ACTIVITY |
Without skipping a line, reproduce the entries exactly.

*** Opening DATA SHOWN ***

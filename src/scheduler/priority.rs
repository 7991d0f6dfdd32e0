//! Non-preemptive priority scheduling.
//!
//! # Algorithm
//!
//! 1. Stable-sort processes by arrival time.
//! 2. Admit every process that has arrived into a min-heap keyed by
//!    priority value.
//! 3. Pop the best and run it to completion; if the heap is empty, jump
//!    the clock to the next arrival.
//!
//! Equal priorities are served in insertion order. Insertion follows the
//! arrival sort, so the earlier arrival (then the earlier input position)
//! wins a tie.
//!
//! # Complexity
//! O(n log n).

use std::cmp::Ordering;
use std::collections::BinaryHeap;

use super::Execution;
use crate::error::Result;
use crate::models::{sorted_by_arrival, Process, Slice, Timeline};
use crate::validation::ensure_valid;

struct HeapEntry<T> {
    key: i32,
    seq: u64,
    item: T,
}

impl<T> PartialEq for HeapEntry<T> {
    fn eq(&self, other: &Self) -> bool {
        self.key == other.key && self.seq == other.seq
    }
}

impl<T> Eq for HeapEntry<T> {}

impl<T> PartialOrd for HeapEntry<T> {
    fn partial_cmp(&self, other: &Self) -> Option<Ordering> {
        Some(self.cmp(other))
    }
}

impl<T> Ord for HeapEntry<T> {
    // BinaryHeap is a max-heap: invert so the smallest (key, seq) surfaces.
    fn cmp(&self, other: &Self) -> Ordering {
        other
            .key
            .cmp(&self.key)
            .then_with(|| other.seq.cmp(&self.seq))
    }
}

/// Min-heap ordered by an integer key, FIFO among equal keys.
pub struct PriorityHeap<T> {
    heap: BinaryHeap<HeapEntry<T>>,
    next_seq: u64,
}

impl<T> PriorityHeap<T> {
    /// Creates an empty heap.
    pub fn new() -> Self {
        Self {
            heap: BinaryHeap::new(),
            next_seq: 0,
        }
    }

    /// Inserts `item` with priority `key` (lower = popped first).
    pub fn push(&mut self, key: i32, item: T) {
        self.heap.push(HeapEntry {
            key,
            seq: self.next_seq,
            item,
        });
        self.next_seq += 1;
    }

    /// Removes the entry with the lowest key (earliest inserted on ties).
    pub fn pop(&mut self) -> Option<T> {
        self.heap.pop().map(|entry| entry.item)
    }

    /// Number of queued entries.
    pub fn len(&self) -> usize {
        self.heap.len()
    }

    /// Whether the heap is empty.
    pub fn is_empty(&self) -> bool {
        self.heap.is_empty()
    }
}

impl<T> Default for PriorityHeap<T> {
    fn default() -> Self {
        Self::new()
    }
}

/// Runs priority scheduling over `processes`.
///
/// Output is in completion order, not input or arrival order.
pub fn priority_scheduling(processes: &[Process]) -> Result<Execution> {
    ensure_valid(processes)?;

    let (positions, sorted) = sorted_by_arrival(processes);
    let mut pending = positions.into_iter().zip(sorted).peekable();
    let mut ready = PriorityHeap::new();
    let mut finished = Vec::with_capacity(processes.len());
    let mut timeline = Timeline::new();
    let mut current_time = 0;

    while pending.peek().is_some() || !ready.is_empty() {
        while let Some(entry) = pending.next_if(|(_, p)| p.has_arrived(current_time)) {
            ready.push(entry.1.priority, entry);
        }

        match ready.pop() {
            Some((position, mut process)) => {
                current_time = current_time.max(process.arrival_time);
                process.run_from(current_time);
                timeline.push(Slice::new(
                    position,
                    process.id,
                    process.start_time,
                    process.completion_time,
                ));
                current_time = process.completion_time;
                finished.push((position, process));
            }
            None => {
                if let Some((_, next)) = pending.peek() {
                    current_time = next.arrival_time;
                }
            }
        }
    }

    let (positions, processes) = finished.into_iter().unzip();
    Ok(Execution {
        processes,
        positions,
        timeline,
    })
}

*** Closing DATA SHOWN ***

ANSWER BOX |
filename src/scheduler/priority.rs
repository 7991d0f6dfdd32e0
//! Non-preemptive priority scheduling.
//!
//! # Algorithm
//!
//! 1. Stable-sort processes by arrival time.
//! 2. Admit every process that has arrived into a min-heap keyed by
//!    priority value.
//! 3. Pop the best and run it to completion; if the heap is empty, jump
//!    the clock to the next arrival.
//!
//! Equal priorities are served in insertion order. Insertion follows the
//! arrival sort, so the earlier arrival (then the earlier input position)
//! wins a tie.
//!
//! # Complexity
//! O(n log n).

use std::cmp::Ordering;
use std::collections::BinaryHeap;

use super::Execution;
use crate::error::Result;
use crate::models::{sorted_by_arrival, Process, Slice, Timeline};
use crate::validation::ensure_valid;

struct HeapEntry<T> {
    key: i32,
    seq: u64,
    item: T,
}

impl<T> PartialEq for HeapEntry<T> {
    fn eq(&self, other: &Self) -> bool {
        self.key == other.key && self.seq == other.seq
    }
}

impl<T> Eq for HeapEntry<T> {}

impl<T> PartialOrd for HeapEntry<T> {
    fn partial_cmp(&self, other: &Self) -> Option<Ordering> {
        Some(self.cmp(other))
    }
}

impl<T> Ord for HeapEntry<T> {
    // BinaryHeap is a max-heap: invert so the smallest (key, seq) surfaces.
    fn cmp(&self, other: &Self) -> Ordering {
        other
            .key
            .cmp(&self.key)
            .then_with(|| other.seq.cmp(&self.seq))
    }
}

/// Min-heap ordered by an integer key, FIFO among equal keys.
pub struct PriorityHeap<T> {
    heap: BinaryHeap<HeapEntry<T>>,
    next_seq: u64,
}

impl<T> PriorityHeap<T> {
    /// Creates an empty heap.
    pub fn new() -> Self {
        Self {
            heap: BinaryHeap::new(),
            next_seq: 0,
        }
    }

    /// Inserts `item` with priority `key` (lower = popped first).
    pub fn push(&mut self, key: i32, item: T) {
        self.heap.push(HeapEntry {
            key,
            seq: self.next_seq,
            item,
        });
        self.next_seq += 1;
    }

    /// Removes the entry with the lowest key (earliest inserted on ties).
    pub fn pop(&mut self) -> Option<T> {
        self.heap.pop().map(|entry| entry.item)
    }

    /// Number of queued entries.
    pub fn len(&self) -> usize {
        self.heap.len()
    }

    /// Whether the heap is empty.
    pub fn is_empty(&self) -> bool {
        self.heap.is_empty()
    }
}

impl<T> Default for PriorityHeap<T> {
    fn default() -> Self {
        Self::new()
    }
}

/// Runs priority scheduling over `processes`.
///
/// Output is in completion order, not input or arrival order.
pub fn priority_scheduling(processes: &[Process]) -> Result<Execution> {
    ensure_valid(processes)?;

    let (positions, sorted) = sorted_by_arrival(processes);
    let mut pending = positions.into_iter().zip(sorted).peekable();
    let mut ready = PriorityHeap::new();
    let mut finished = Vec::with_capacity(processes.len());
    let mut timeline = Timeline::new();
    let mut current_time = 0;

    while pending.peek().is_some() || !ready.is_empty() {
        while let Some(entry) = pending.next_if(|(_, p)| p.has_arrived(current_time)) {
            ready.push(entry.1.priority, entry);
        }

        match ready.pop() {
            Some((position, mut process)) => {
                current_time = current_time.max(process.arrival_time);
                process.run_from(current_time);
                timeline.push(Slice::new(
                    position,
                    process.id,
                    process.start_time,
                    process.completion_time,
                ));
                current_time = process.completion_time;
                finished.push((position, process));
            }
            None => {
                if let Some((_, next)) = pending.peek() {
                    current_time = next.arrival_time;
                }
            }
        }
    }

    let (positions, processes) = finished.into_iter().unzip();
    Ok(Execution {
        processes,
        positions,
        timeline,
    })
}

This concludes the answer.